# [Task goal]
Among the records below, find each line that includes the string "RepairOutcome" and copy it.
[Dataset — start]
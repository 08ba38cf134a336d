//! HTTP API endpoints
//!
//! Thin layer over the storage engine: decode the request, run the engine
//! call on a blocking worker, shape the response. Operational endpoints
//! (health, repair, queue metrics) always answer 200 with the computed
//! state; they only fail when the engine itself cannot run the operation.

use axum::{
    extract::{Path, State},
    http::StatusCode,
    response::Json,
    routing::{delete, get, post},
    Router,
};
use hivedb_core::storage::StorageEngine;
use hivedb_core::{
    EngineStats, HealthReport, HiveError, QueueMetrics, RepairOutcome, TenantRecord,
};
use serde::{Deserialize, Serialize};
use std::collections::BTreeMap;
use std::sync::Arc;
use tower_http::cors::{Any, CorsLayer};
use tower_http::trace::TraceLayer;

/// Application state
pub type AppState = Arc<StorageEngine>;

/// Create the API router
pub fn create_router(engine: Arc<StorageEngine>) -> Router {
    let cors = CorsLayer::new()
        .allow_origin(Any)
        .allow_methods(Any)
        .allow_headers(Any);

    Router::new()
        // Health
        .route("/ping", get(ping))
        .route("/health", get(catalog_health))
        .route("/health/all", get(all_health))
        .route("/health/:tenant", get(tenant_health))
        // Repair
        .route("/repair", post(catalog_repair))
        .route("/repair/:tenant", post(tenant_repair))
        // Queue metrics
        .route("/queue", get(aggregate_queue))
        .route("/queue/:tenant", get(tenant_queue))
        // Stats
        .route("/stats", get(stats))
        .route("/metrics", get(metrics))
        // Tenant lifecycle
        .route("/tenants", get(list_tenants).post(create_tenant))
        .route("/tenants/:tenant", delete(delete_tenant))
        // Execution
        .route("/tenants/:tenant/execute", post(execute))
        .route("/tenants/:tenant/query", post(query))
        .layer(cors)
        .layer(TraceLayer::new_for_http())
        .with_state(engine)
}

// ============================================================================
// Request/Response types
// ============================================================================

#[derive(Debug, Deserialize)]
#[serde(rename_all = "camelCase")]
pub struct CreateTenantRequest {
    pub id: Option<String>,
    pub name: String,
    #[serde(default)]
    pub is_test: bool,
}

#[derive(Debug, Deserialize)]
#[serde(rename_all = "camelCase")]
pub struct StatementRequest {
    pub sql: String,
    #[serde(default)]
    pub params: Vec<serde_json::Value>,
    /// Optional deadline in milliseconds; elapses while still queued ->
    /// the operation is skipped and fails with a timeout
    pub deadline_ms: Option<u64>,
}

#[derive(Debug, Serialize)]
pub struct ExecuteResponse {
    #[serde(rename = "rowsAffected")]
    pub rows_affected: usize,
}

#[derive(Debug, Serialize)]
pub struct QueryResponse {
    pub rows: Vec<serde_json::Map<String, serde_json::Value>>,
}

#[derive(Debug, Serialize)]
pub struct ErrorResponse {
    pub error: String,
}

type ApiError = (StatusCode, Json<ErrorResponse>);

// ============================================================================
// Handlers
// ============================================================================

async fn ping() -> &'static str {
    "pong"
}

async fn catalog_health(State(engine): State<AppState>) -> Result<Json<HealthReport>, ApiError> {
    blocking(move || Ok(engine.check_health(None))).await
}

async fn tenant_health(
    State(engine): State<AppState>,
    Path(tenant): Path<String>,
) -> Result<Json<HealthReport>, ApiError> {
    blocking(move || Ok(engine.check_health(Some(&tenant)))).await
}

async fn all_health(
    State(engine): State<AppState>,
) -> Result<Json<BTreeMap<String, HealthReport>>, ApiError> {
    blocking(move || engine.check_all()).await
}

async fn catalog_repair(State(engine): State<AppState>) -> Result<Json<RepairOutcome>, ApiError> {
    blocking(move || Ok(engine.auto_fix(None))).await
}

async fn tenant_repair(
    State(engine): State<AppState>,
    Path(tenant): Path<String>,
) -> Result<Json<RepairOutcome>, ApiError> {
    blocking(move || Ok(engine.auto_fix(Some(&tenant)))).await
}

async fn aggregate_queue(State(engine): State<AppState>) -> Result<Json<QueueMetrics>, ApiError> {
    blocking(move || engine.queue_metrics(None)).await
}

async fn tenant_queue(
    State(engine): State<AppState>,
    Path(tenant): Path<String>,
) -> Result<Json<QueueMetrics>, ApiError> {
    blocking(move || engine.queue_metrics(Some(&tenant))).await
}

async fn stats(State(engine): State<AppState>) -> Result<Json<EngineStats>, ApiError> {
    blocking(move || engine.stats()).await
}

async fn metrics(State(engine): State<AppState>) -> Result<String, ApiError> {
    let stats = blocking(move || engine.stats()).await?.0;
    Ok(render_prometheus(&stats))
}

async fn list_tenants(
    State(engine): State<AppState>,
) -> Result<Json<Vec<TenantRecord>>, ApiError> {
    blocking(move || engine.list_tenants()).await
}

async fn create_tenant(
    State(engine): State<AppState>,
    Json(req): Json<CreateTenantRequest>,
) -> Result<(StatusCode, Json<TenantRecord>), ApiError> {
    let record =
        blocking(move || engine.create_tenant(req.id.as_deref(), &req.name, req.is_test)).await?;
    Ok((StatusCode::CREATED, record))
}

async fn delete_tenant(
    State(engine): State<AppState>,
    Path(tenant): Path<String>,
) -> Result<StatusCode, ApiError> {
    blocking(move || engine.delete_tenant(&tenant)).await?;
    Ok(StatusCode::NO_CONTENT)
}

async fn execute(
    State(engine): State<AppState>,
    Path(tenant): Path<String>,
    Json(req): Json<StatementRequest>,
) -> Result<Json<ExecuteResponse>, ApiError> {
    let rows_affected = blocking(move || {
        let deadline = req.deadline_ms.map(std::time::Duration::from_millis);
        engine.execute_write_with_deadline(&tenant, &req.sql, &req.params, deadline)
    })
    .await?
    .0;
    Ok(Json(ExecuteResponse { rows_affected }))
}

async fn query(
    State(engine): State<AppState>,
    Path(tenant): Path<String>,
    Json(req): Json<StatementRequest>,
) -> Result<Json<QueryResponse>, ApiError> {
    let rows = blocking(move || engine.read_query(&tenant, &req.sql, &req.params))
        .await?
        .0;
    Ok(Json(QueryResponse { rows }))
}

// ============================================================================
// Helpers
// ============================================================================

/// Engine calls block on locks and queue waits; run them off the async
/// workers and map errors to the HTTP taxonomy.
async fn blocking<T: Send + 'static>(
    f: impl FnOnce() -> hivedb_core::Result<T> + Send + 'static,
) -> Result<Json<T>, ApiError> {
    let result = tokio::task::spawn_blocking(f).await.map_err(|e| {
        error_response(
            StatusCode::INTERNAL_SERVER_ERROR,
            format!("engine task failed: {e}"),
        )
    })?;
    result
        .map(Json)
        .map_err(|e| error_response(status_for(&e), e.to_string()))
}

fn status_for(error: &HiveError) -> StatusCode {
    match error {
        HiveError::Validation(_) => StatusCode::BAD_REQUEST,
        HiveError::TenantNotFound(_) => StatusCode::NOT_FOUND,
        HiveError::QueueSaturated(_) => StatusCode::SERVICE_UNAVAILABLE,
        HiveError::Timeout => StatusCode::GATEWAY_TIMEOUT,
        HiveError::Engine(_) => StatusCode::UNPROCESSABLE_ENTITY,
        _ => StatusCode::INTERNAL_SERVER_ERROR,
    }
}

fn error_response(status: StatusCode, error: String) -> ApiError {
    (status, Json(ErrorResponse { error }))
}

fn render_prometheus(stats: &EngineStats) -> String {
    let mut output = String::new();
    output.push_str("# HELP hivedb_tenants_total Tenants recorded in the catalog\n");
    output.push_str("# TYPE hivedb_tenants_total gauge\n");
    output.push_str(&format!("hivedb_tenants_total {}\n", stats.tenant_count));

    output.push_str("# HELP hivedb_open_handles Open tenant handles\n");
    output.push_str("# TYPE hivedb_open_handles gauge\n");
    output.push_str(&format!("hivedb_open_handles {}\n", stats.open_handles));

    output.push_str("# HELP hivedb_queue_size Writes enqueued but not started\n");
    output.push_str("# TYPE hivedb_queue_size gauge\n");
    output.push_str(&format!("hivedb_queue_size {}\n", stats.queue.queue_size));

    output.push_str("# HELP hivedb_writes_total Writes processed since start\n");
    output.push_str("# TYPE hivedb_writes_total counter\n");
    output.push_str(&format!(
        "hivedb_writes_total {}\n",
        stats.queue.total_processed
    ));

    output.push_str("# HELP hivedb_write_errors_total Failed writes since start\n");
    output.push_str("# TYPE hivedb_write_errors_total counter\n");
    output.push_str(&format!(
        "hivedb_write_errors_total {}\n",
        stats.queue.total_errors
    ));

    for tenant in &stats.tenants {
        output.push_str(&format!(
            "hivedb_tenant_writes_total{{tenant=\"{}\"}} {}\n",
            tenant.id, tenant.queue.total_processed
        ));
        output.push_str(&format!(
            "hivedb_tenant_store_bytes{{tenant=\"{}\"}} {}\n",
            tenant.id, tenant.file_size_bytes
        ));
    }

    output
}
[Dataset — finish]
# [Response below]
    EngineStats, HealthReport, HiveError, QueueMetrics, RepairOutcome, TenantRecord,
async fn catalog_repair(State(engine): State<AppState>) -> Result<Json<RepairOutcome>, ApiError> {
) -> Result<Json<RepairOutcome>, ApiError> {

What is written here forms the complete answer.